Таким же образом поступаю и я, Робен Медоточивый, доверенный короля. А если у меня, как это часто случается, есть бдительные и недоверчивые противники, действующие в совете, я говорю им: „Мир, мир, мир, господа. Мир вам!“ — и тихонько кладу под их скамью натруску пороху, старые гвозди и хороший фитиль, конец которого держу в руке. Затем, притворившись мирно спящим, я в удобный миг подпаливаю фитиль. И если они не взлетают на воздух, то уже вина не моя. Значит, порох оказался лежалым. В таком случае — до другого раза.

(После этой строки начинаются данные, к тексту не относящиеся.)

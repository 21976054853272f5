//! Shared output formatting for scrumboard CLI commands.

use serde::Serialize;

use crate::error::{Error, Result};

pub const SCHEMA_VERSION: &str = "scrumboard.v1";

#[derive(Debug, Clone, Copy)]
pub struct OutputOptions {
    pub json: bool,
    pub quiet: bool,
}

#[derive(Debug, Clone)]
pub struct HumanOutput {
    header: String,
    summary: Vec<(String, String)>,
    details: Vec<String>,
    warnings: Vec<String>,
    next_steps: Vec<String>,
}

impl HumanOutput {
    pub fn new(header: impl Into<String>) -> Self {
        Self {
            header: header.into(),
            summary: Vec::new(),
            details: Vec::new(),
            warnings: Vec::new(),
            next_steps: Vec::new(),
        }
    }

    pub fn push_summary(&mut self, key: impl Into<String>, value: impl Into<String>) {
        self.summary.push((key.into(), value.into()));
    }

    pub fn push_detail(&mut self, value: impl Into<String>) {
        self.details.push(value.into());
    }

    pub fn push_warning(&mut self, value: impl Into<String>) {
        self.warnings.push(value.into());
    }

    pub fn push_next_step(&mut self, value: impl Into<String>) {
        self.next_steps.push(value.into());
    }
}

pub fn emit_success<T: Serialize>(
    options: OutputOptions,
    command: &str,
    data: &T,
    human: Option<&HumanOutput>,
) -> Result<()> {
    if options.json {
        let warnings = human.map(|h| h.warnings.clone()).unwrap_or_default();
        let next_steps = human.map(|h| h.next_steps.clone()).unwrap_or_default();

        #[derive(Serialize)]
        struct Envelope<'a, T: Serialize> {
            schema_version: &'static str,
            command: &'a str,
            status: &'static str,
            data: &'a T,
            #[serde(skip_serializing_if = "Vec::is_empty")]
            warnings: Vec<String>,
            #[serde(skip_serializing_if = "Vec::is_empty")]
            next_steps: Vec<String>,
        }

        let payload = Envelope {
            schema_version: SCHEMA_VERSION,
            command,
            status: "success",
            data,
            warnings,
            next_steps,
        };

        println!("{}", serde_json::to_string_pretty(&payload)?);
        return Ok(());
    }

    if options.quiet {
        return Ok(());
    }

    if let Some(human) = human {
        println!("{}", format_human(human));
    }

    Ok(())
}

pub fn emit_error(command: &str, err: &Error, json: bool) -> Result<()> {
    let next_steps = error_next_steps(err);
    let hint = next_steps.first().map(|step| step.as_str());
    if json {
        #[derive(Serialize)]
        struct ErrorBody<'a> {
            message: &'a str,
            code: i32,
            kind: &'static str,
            #[serde(skip_serializing_if = "Option::is_none")]
            details: Option<serde_json::Value>,
        }

        #[derive(Serialize)]
        struct Envelope<'a> {
            schema_version: &'static str,
            command: &'a str,
            status: &'static str,
            error: ErrorBody<'a>,
            #[serde(skip_serializing_if = "Vec::is_empty")]
            next_steps: Vec<String>,
        }

        let payload = Envelope {
            schema_version: SCHEMA_VERSION,
            command,
            status: "error",
            error: ErrorBody {
                message: &err.to_string(),
                code: err.exit_code(),
                kind: error_kind(err),
                details: err.details(),
            },
            next_steps,
        };

        println!("{}", serde_json::to_string_pretty(&payload)?);
        return Ok(());
    }

    eprintln!("error: {err}");
    if let Some(hint) = hint {
        eprintln!("hint: {hint}");
    }
    Ok(())
}

pub fn format_human(output: &HumanOutput) -> String {
    let mut lines = Vec::new();
    lines.push(output.header.clone());

    push_summary(&mut lines, &output.summary);
    push_section(&mut lines, "Details", &output.details);
    push_section(&mut lines, "Warnings", &output.warnings);
    push_section(&mut lines, "Next steps", &output.next_steps);

    lines.join("\n")
}

/// Command name for error envelopes, taken from the raw arguments since
/// clap may not have parsed anything yet.
pub fn infer_command_name_from_args() -> String {
    infer_command_name(std::env::args().skip(1))
}

fn infer_command_name(args: impl IntoIterator<Item = String>) -> String {
    let mut args = args.into_iter();
    let mut command = None;

    while let Some(arg) = args.next() {
        if arg == "--data-dir" {
            args.next();
            continue;
        }
        if arg.starts_with('-') {
            continue;
        }
        command = Some(arg);
        break;
    }

    let Some(command) = command else {
        return "scrumboard".to_string();
    };

    if matches!(command.as_str(), "project" | "card" | "task") {
        if let Some(sub) = args.find(|arg| !arg.starts_with('-')) {
            return format!("{command} {sub}");
        }
    }
    command
}

fn error_kind(err: &Error) -> &'static str {
    match err.exit_code() {
        2 => "user_error",
        3 => "invalid_draft",
        _ => "operation_failed",
    }
}

fn error_next_steps(err: &Error) -> Vec<String> {
    match err {
        Error::ProjectNotFound(_) => vec!["scrumboard project list".to_string()],
        Error::CardNotFound(_) => vec!["scrumboard project show <project>".to_string()],
        Error::TaskNotFound { card_id, .. } => {
            vec![format!("scrumboard card show <project> {card_id}")]
        }
        Error::InvalidConfig(_) => vec!["fix scrumboard.toml then retry".to_string()],
        Error::InvalidDraft(_) => vec!["fix the draft JSON then import again".to_string()],
        Error::LockFailed(_) => vec!["retry once the other writer finishes".to_string()],
        _ => Vec::new(),
    }
}

fn push_summary(lines: &mut Vec<String>, summary: &[(String, String)]) {
    if summary.is_empty() {
        return;
    }

    lines.push(String::new());
    lines.push("Summary:".to_string());
    for (key, value) in summary {
        if value.is_empty() {
            lines.push(format!("- {key}"));
        } else {
            lines.push(format!("- {key}: {value}"));
        }
    }
}

fn push_section(lines: &mut Vec<String>, title: &str, items: &[String]) {
    if items.is_empty() {
        return;
    }

    lines.push(String::new());
    lines.push(format!("{title}:"));
    for item in items {
        lines.push(format!("- {item}"));
    }
}
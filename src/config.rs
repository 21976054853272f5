//! Configuration loading and management
//!
//! Handles parsing of `scrumboard.toml` in the data directory.

use std::path::Path;

use chrono::Duration;
use serde::{Deserialize, Serialize};

use crate::error::{Error, Result};

/// File name of the configuration inside the data directory
pub const CONFIG_FILE: &str = "scrumboard.toml";

/// Main configuration structure
#[derive(Debug, Clone, Default, PartialEq, Serialize, Deserialize)]
pub struct Config {
    /// Defaults for cards created on the board
    #[serde(default)]
    pub cards: CardDefaults,

    /// Draft ingestion settings
    #[serde(default)]
    pub ingest: IngestConfig,
}

/// Values given to a card created from the board
#[derive(Debug, Clone, PartialEq, Serialize, Deserialize)]
pub struct CardDefaults {
    #[serde(default = "default_card_title")]
    pub default_title: String,

    #[serde(default = "default_card_description")]
    pub default_description: String,

    #[serde(default = "default_story_points")]
    pub default_story_points: u32,
}

fn default_card_title() -> String {
    "New card".to_string()
}

fn default_card_description() -> String {
    "Describe the work...".to_string()
}

fn default_story_points() -> u32 {
    1
}

impl Default for CardDefaults {
    fn default() -> Self {
        Self {
            default_title: default_card_title(),
            default_description: default_card_description(),
            default_story_points: default_story_points(),
        }
    }
}

/// Draft ingestion configuration
#[derive(Debug, Clone, PartialEq, Serialize, Deserialize)]
pub struct IngestConfig {
    /// Length of every sprint (e.g., "15d")
    #[serde(default = "default_sprint_length")]
    pub sprint_length: String,

    /// Hour budget for imported projects when none is given
    #[serde(default = "default_total_hours", skip_serializing_if = "Option::is_none")]
    pub default_total_hours: Option<f64>,
}

fn default_sprint_length() -> String {
    "15d".to_string()
}

fn default_total_hours() -> Option<f64> {
    Some(40.0)
}

impl Default for IngestConfig {
    fn default() -> Self {
        Self {
            sprint_length: default_sprint_length(),
            default_total_hours: default_total_hours(),
        }
    }
}

impl IngestConfig {
    pub fn sprint_duration(&self) -> Result<Duration> {
        let duration = parse_duration(&self.sprint_length)
            .map_err(|err| Error::InvalidConfig(format!("ingest.sprint_length: {err}")))?;
        if duration <= Duration::zero() {
            return Err(Error::InvalidConfig(
                "ingest.sprint_length must be > 0".to_string(),
            ));
        }
        Ok(duration)
    }

    fn validate(&self) -> Result<()> {
        self.sprint_duration()?;
        if let Some(hours) = self.default_total_hours {
            if !hours.is_finite() || hours <= 0.0 {
                return Err(Error::InvalidConfig(
                    "ingest.default_total_hours must be > 0".to_string(),
                ));
            }
        }
        Ok(())
    }
}

impl CardDefaults {
    fn validate(&self) -> Result<()> {
        if self.default_title.trim().is_empty() {
            return Err(Error::InvalidConfig(
                "cards.default_title cannot be empty".to_string(),
            ));
        }
        Ok(())
    }
}

impl Config {
    /// Load configuration from a TOML file
    pub fn load(path: &Path) -> Result<Self> {
        let content = std::fs::read_to_string(path)?;
        let config: Config = toml::from_str(&content)?;
        config.validate()?;
        Ok(config)
    }

    /// Load configuration from the data directory, or return defaults
    pub fn load_from_dir(data_dir: &Path) -> Result<Self> {
        let config_path = data_dir.join(CONFIG_FILE);
        if config_path.exists() {
            Self::load(&config_path)
        } else {
            Ok(Self::default())
        }
    }

    /// Save configuration to a file
    pub fn save(&self, path: &Path) -> Result<()> {
        let content = toml::to_string_pretty(self)?;
        std::fs::write(path, content)?;
        Ok(())
    }

    fn validate(&self) -> Result<()> {
        self.cards.validate()?;
        self.ingest.validate()?;
        Ok(())
    }
}

/// Parse a duration string like "15d", "36h", "2w".
///
/// A bare number is read as days.
pub fn parse_duration(s: &str) -> Result<Duration> {
    let s = s.trim();

    if s.is_empty() {
        return Err(Error::InvalidArgument("Duration cannot be empty".to_string()));
    }

    let (num_str, unit) = if let Some(pos) = s.find(|c: char| !c.is_ascii_digit()) {
        (&s[..pos], &s[pos..])
    } else {
        (s, "d")
    };

    let num: i64 = num_str.parse().map_err(|_| {
        Error::InvalidArgument(format!("Invalid duration number: {}", num_str))
    })?;

    let duration = match unit.trim().to_lowercase().as_str() {
        "s" | "sec" | "second" | "seconds" => Duration::try_seconds(num),
        "m" | "min" | "minute" | "minutes" => Duration::try_minutes(num),
        "h" | "hr" | "hour" | "hours" => Duration::try_hours(num),
        "d" | "day" | "days" => Duration::try_days(num),
        "w" | "week" | "weeks" => Duration::try_weeks(num),
        _ => {
            return Err(Error::InvalidArgument(format!(
                "Invalid duration unit '{}'. Expected: s, m, h, d, w",
                unit
            )));
        }
    };

    duration.ok_or_else(|| Error::InvalidArgument(format!("Duration out of range: {}", s)))
}
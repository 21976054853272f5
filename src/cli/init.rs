//! scrumboard init command implementation
//!
//! Creates the data directory layout and a default `scrumboard.toml`.

use std::path::PathBuf;

use super::GlobalOptions;
use crate::error::Result;
use crate::output::{emit_success, HumanOutput};
use crate::storage::Storage;

#[derive(serde::Serialize)]
struct InitReport {
    data_dir: PathBuf,
    created: InitCreated,
}

#[derive(serde::Serialize)]
struct InitCreated {
    projects_dir: bool,
    config: bool,
}

pub fn run(global: GlobalOptions) -> Result<()> {
    let storage = Storage::discover(global.data_dir.as_deref())?;
    let created_projects_dir = !storage.is_initialized();
    let created_config = storage.init()?;

    let report = InitReport {
        data_dir: storage.data_dir().to_path_buf(),
        created: InitCreated {
            projects_dir: created_projects_dir,
            config: created_config,
        },
    };

    let mut created_items = Vec::new();
    if created_projects_dir {
        created_items.push("projects/");
    }
    if created_config {
        created_items.push("scrumboard.toml");
    }

    let header = if created_items.is_empty() {
        "scrumboard init: nothing to do"
    } else {
        "scrumboard init: initialized data directory"
    };
    let mut human = HumanOutput::new(header);
    human.push_summary("data dir", storage.data_dir().display().to_string());
    human.push_summary(
        "created",
        if created_items.is_empty() {
            "none".to_string()
        } else {
            created_items.join(", ")
        },
    );
    human.push_next_step("scrumboard project import <draft.json>");

    emit_success(global.output(), "init", &report, Some(&human))
}
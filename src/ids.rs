//! Identifier minting.
//!
//! Ids look like `card-7k2m9xqd`: a kind prefix plus a suffix cut from the
//! random half of a ULID. Suffixes are retried until they are free within
//! the scope the new entity is inserted into. Project ids carry the whole
//! ULID so they never need to consult a store.

use std::collections::HashSet;

use ulid::Ulid;

const ID_SUFFIX_LEN: usize = 8;

/// Kind of entity an id is minted for
#[derive(Debug, Clone, Copy, PartialEq, Eq)]
pub enum IdKind {
    Project,
    Sprint,
    Card,
    Task,
}

impl IdKind {
    pub fn prefix(&self) -> &'static str {
        match self {
            IdKind::Project => "prj",
            IdKind::Sprint => "spr",
            IdKind::Card => "card",
            IdKind::Task => "tsk",
        }
    }
}

/// Mint a project id.
pub fn project_id() -> String {
    format!(
        "{}-{}",
        IdKind::Project.prefix(),
        Ulid::new().to_string().to_ascii_lowercase()
    )
}

/// Mint an id of `kind` that is not in `existing`.
pub fn generate_id(kind: IdKind, existing: &HashSet<&str>) -> String {
    loop {
        let candidate = mint_candidate(kind);
        if !existing.contains(candidate.as_str()) {
            return candidate;
        }
    }
}

/// Mint an id of `kind` and record it in `taken`.
///
/// Used when several entities are created in one pass and must not collide
/// with each other either.
pub fn claim_id(kind: IdKind, taken: &mut HashSet<String>) -> String {
    loop {
        let candidate = mint_candidate(kind);
        if taken.insert(candidate.clone()) {
            return candidate;
        }
    }
}

fn mint_candidate(kind: IdKind) -> String {
    let raw = Ulid::new().to_string().to_ascii_lowercase();
    format!("{}-{}", kind.prefix(), &raw[raw.len() - ID_SUFFIX_LEN..])
}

Дорогие друзья мои, берите пример с главарей, руководителей и властителей. Разве вы не видите, что Тинтиннабул притих? В данное время он больше не тинтиннабульствует. Он выжидает удобного случая, чтобы вновь затинтиннабульствовать. А разве он успокоился? Вы, конечно, этого не думаете. А молодой Трублион? Хочет ли он успокоения? Нет. Он ждет. Поймите же хорошенько: для вас тоже полезно, выгодно и необходимо выказывать благожелательное, благодушное, смягчающее и очищающее душу стремление к миру. Что вам это стоит? Ничего. Вы же извлечете из этого большую пользу. Надо, чтобы вы, мятежники, казались мирными, а чтобы другие — те, кто не трублионствует, те, кто и в самом деле миролюбив, казались мятежными, сердитыми, сварливыми, взбешенными и упорствующими, неблагожелательными и враждебными столь желанному, столь любезному и долгожданному миру. Таким образом пойдет молва, что вы горите стремлением и любовью к благу и общественному покою, а противники ваши, наоборот, питают злостное намерение потрясти и разрушить весь город и окрестности. И не говорите мне, что это трудно. Все будет так, как вы хотите. Обморочите простой народ, как вам заблагорассудится. Народ поверит тому, что вы будете говорить. Он не заткнет ушей. Скажите им: „Хотим успокоения“ — и все тотчас же поверят, что вы его хотите. Скажите это, дабы доставить им удовольствие. Это вам ничего не стоит, а между тем легче вам будет разбивать черепа вашим врагам и противоборцам, кои всегда жалостно блеяли: „Мир! мир!“, ибо сами они кротки, как овцы,— это и оспаривать невозможно. И вы скажете: „Они не хотели мира — мы их убили. Мы хотим мира, мы его установим, когда будем полновластными господами. Миролюбиво воевать — что может быть похвальнее?“ Кричите: „Мир! мир!“ — и убивайте. Вот это по-христиански. „Мир! мир! Этот уже не встанет! Мир! мир! Я укокошил троих!“ Намерение было мирное, а судить вас будут по намерениям вашим. Идите и говорите: „Мир!“ — и бейте без пощады. Монастырские колокола будут заливаться вовсю, прославляя вас за миролюбие, а мирные граждане будут провожать вас лестными похвалами и, видя ваши жертвы, распростертые на мостовой с распоротым брюхом, скажут: „Вот это хорошо! Так и надо для мира. Да здравствует мир! Без мира — уж какая это жизнь!“»


XXVII

Госпожа де Бонмон была знакома с выставкой, поскольку обедала там несколько раз. В этот вечер обед происходил в «Прекрасной шоколаднице», швейцарском ресторане, помещающемся, как известно, на берегу Сены. Г-жу де Бонмон сопровождал цвет воинствующего национализма: Жозеф Лакрис, Анри Леон, Жак де Кад, Гюстав Делион, Гюг Шасон дез’Эг и г-жа де Громанс, очень походившая, как заметил Анри Леон, на хорошенькую служанку с той самой пастели Лиотара {344}, сильно увеличенная копия которой служила вывеской кабачку.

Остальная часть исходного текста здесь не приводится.